Informacoes sobre ordens
| Nome do Produto | Numero de Catalogo | UNID | Preco | Qde | FAVORITOS | |
GSTO1 Plasmídeo duplo de Nickase (h) | sc-404107-NIC | 20 µg | $410.00 | |||
GSTO1 Plasmídeo duplo de Nickase (h2) | sc-404107-NIC-2 | 20 µg | $410.00 |
A glutationa S-transferase ômega 1 (GSTO1) é uma enzima citosólica da classe ômega das GSTs que utiliza glutationa para catalisar reações de tioltransferase e de desglutationilação, influenciando o equilíbrio redox celular e o estado de S-glutationilação de proteínas.

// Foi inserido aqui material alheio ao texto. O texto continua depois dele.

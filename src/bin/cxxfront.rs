//! CLI front end: reads files, tokenizes, parses, prints tokens and tree,
//! nonzero exit on any lex/parse error.
//!
//! `clap` handles argument parsing, `anyhow` collects I/O errors alongside
//! the crate's own typed errors under one umbrella, `dirs` locates an
//! optional user config file, and `tracing-subscriber` is installed once at
//! startup and gated by `-v`/`RUST_LOG`.

use std::path::{Path, PathBuf};
use std::process::ExitCode;

use anyhow::{Context, Result};
use clap::Parser as ClapParser;
use cxxfront::{build_syntax_tree_with_recursion_limit, render_caret, tokenize};
use serde::Deserialize;

const GRAMMAR_TABLE: &str = include_str!("../../grammar.toml");
const DEFAULT_RECURSION_LIMIT: usize = 4_096;

#[derive(ClapParser, Debug)]
#[command(name = "cxxfront", about = "Lex and parse C++-family source files")]
struct Cli {
    /// Source files to tokenize and parse.
    files: Vec<PathBuf>,

    /// Increase log verbosity (-v, -vv); overridden by RUST_LOG if set.
    #[arg(short = 'v', long, action = clap::ArgAction::Count)]
    verbose: u8,

    /// Override the parser's recursion limit.
    #[arg(long)]
    recursion_limit: Option<usize>,

    /// Print the grammar description table and exit.
    #[arg(long)]
    dump_grammar: bool,
}

/// User-level defaults, loaded from
/// `dirs::config_dir()/cxxfront/config.toml` when present.
#[derive(Debug, Default, Deserialize)]
struct Config {
    recursion_limit: Option<usize>,
}

fn load_config() -> Config {
    let Some(dir) = dirs::config_dir() else {
        return Config::default();
    };
    let path = dir.join("cxxfront").join("config.toml");
    let Ok(text) = std::fs::read_to_string(&path) else {
        return Config::default();
    };
    toml::from_str(&text).unwrap_or_else(|err| {
        tracing::debug!(path = %path.display(), %err, "ignoring malformed config file");
        Config::default()
    })
}

fn install_tracing(verbose: u8) {
    use tracing_subscriber::EnvFilter;

    let default_level = match verbose {
        0 => "warn",
        1 => "info",
        _ => "debug",
    };
    let filter = EnvFilter::try_from_default_env().unwrap_or_else(|_| EnvFilter::new(default_level));
    tracing_subscriber::fmt().with_env_filter(filter).init();
}

fn main() -> ExitCode {
    let cli = Cli::parse();
    install_tracing(cli.verbose);

    if cli.dump_grammar {
        print!("{GRAMMAR_TABLE}");
        return ExitCode::SUCCESS;
    }

    let config = load_config();
    let recursion_limit = cli
        .recursion_limit
        .or(config.recursion_limit)
        .unwrap_or(DEFAULT_RECURSION_LIMIT);

    if cli.files.is_empty() {
        eprintln!("cxxfront: no input files");
        return ExitCode::FAILURE;
    }

    let mut had_error = false;
    for path in &cli.files {
        if let Err(err) = process_file(path, recursion_limit) {
            eprintln!("{err:#}");
            had_error = true;
        }
    }

    if had_error {
        ExitCode::FAILURE
    } else {
        ExitCode::SUCCESS
    }
}

fn process_file(path: &Path, recursion_limit: usize) -> Result<()> {
    let unit = path.display().to_string();
    let source = std::fs::read_to_string(path)
        .with_context(|| format!("could not read {unit}"))?;

    let tokens = tokenize(&source).map_err(|err| {
        anyhow::anyhow!(render_caret("cxxfront", &unit, err.loc(), &err.to_string(), &source))
    })?;

    for token in &tokens {
        println!("{:>4}:{:<4} {:?} {:?}", token.location.line, token.location.column, token.kind, token.content);
    }

    let syntax = build_syntax_tree_with_recursion_limit(tokens, recursion_limit).map_err(|err| {
        anyhow::anyhow!(render_caret("cxxfront", &unit, err.loc(), &err.to_string(), &source))
    })?;

    println!("{}", syntax.debug_string());
    Ok(())
}
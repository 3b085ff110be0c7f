//! Threaded parse state, passed explicitly by `&mut self` rather than kept
//! as process-wide singletons.
//!
//! `recursion` is consulted, not decremented, per matcher entry (see
//! `parser::try_node`): it counts total productions entered over a whole
//! parse rather than live call-stack depth.

use crate::limit::LimitTracker;
use crate::token::{Token, TokenKind};

pub struct ParseContext<'a> {
    tokens: &'a [Token],
    pos: usize,
    /// Highest token index ever reached, for error reporting.
    maximum_extent: usize,
    pub recursion: LimitTracker,
}

impl<'a> ParseContext<'a> {
    pub fn new(tokens: &'a [Token], recursion_limit: usize) -> Self {
        Self {
            tokens,
            pos: 0,
            maximum_extent: 0,
            recursion: LimitTracker::new(recursion_limit),
        }
    }

    pub fn is_eof(&self) -> bool {
        matches!(self.current().kind, TokenKind::Eof)
    }

    pub fn tokens(&self) -> &'a [Token] {
        self.tokens
    }

    pub fn pos(&self) -> usize {
        self.pos
    }

    pub fn set_pos(&mut self, pos: usize) {
        self.pos = pos;
    }

    pub fn current(&self) -> &Token {
        &self.tokens[self.pos.min(self.tokens.len() - 1)]
    }

    pub fn nth(&self, n: usize) -> &Token {
        let idx = (self.pos + n).min(self.tokens.len() - 1);
        &self.tokens[idx]
    }

    /// Advance past the current token, returning its index, and bump
    /// `maximum_extent`.
    pub fn advance(&mut self) -> usize {
        let idx = self.pos;
        if self.pos + 1 < self.tokens.len() {
            self.pos += 1;
        }
        if self.pos > self.maximum_extent {
            self.maximum_extent = self.pos;
        }
        idx
    }

    pub fn maximum_extent(&self) -> usize {
        self.maximum_extent
    }

    pub fn recursion_limited(&self) -> bool {
        self.recursion.limited()
    }
}
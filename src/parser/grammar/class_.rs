//! `class-specifier`, `class-head`, `member-specification`.

use crate::tree::{NodeId, SyntaxKind};

use super::super::{eat_operator, handlers, terminals, try_node, Parser};

/// `class-specifier`: a `class-head` followed by a brace-enclosed
/// `member-specification`. `enclosing_declaration` is the `simple-declaration`
/// (or `member-declaration`) this specifier sits inside, which becomes the
/// `declaration` half of the class-name binding the head introduces, while
/// the class-specifier node itself is the `complete_declaration`.
pub(crate) fn class_specifier(
    p: &mut Parser,
    parent: NodeId,
    enclosing_declaration: NodeId,
) -> Option<NodeId> {
    let result = try_node(p, parent, SyntaxKind::CLASS_SPECIFIER, |p, node| {
        class_head(p, node, node).is_some()
            && eat_operator(p, node, "{")
            && member_specification(p, node).is_some()
            && eat_operator(p, node, "}")
    });
    if let Some(id) = result {
        handlers::class_specifier_done(p, id, enclosing_declaration);
    }
    result
}

fn class_head(p: &mut Parser, parent: NodeId, class_specifier_id: NodeId) -> Option<NodeId> {
    try_node(p, parent, SyntaxKind::CLASS_HEAD, |p, node| {
        (terminals::keyword(p, node, "class") || terminals::keyword(p, node, "struct"))
            && class_head_name(p, node, class_specifier_id).is_some()
    })
}

fn class_head_name(
    p: &mut Parser,
    parent: NodeId,
    class_specifier_id: NodeId,
) -> Option<NodeId> {
    try_node(p, parent, SyntaxKind::CLASS_HEAD_NAME, |p, node| {
        let ns = p.env.current_ns();
        terminals::class_name(p, node, ns, Some(class_specifier_id)).is_some()
    })
}

/// `member-specification`: zero or more access specifiers or member
/// declarations, always succeeding (an empty class body is valid).
fn member_specification(p: &mut Parser, parent: NodeId) -> Option<NodeId> {
    try_node(p, parent, SyntaxKind::MEMBER_SPECIFICATION, |p, node| {
        while !p.at_operator("}") && !p.ctx.is_eof() {
            if access_specifier(p, node).is_some() {
                eat_operator(p, node, ":");
                continue;
            }
            if member_declaration(p, node).is_none() {
                break;
            }
        }
        true
    })
}

fn member_declaration(p: &mut Parser, parent: NodeId) -> Option<NodeId> {
    super::declaration::simple_declaration(p, parent)
}

fn access_specifier(p: &mut Parser, parent: NodeId) -> Option<NodeId> {
    try_node(p, parent, SyntaxKind::ACCESS_SPECIFIER, |p, node| {
        terminals::keyword(p, node, "public")
            || terminals::keyword(p, node, "private")
            || terminals::keyword(p, node, "protected")
    })
}
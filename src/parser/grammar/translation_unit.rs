//! `translation-unit`, `declaration-seq`, and `declaration`.

use crate::tree::{NodeId, SyntaxKind};

use super::super::{try_node, Parser};
use super::{namespace, template};
use crate::parser::grammar::declaration::{function_definition, simple_declaration};

pub fn translation_unit(p: &mut Parser) -> NodeId {
    let root = p.tree.new_node(SyntaxKind::TRANSLATION_UNIT);
    p.tree.root = Some(root);
    declaration_seq(p, root);
    root
}

pub(crate) fn declaration_seq(p: &mut Parser, parent: NodeId) -> Option<NodeId> {
    if p.at_operator("}") || p.ctx.is_eof() {
        return None;
    }
    try_node(p, parent, SyntaxKind::DECLARATION_SEQ, |p, node| {
        while !p.at_operator("}") && !p.ctx.is_eof() {
            if declaration(p, node).is_none() {
                break;
            }
        }
        true
    })
}

fn declaration(p: &mut Parser, parent: NodeId) -> Option<NodeId> {
    let result = try_node(p, parent, SyntaxKind::DECLARATION, |p, node| {
        namespace::namespace_definition(p, node).is_some()
            || template::template_declaration(p, node).is_some()
            || function_definition(p, node).is_some()
            || simple_declaration(p, node).is_some()
    });
    if let Some(id) = result {
        p.tree.mark_intermediate(id);
    }
    result
}

#[cfg(test)]
mod tests {
    use super::*;
    use crate::lexer::tokenize;
    use crate::tree::contract::contract;

    #[test]
    fn parses_two_declarations() {
        let tokens = tokenize("int x; int y;").unwrap();
        let mut p = Parser::new(&tokens);
        let root = translation_unit(&mut p);
        assert!(p.ctx.is_eof());
        contract(&mut p.tree, root);
        assert_eq!(p.tree.children(root).len(), 2);
    }
}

Por meio dessas atividades, a GSTO1 contribui para a desintoxicação e para a regulação de respostas ao estresse oxidativo, conectando-se ao metabolismo da glutationa e a vias mais amplas de sinalização controladas por mecanismos redox. Variações na expressão ou na atividade da GSTO1 têm sido associadas a alterações na suscetibilidade a dano oxidativo e na sinalização inflamatória, processos relevantes para neurodegeneração, biologia do câncer e contextos de estresse metabólico. Em células humanas, a função da GSTO1 é frequentemente estudada em relação ao processamento de eletrófilos reativos, à regulação redox-dependente de enzimas e a programas transcricionais adaptativos ao estresse.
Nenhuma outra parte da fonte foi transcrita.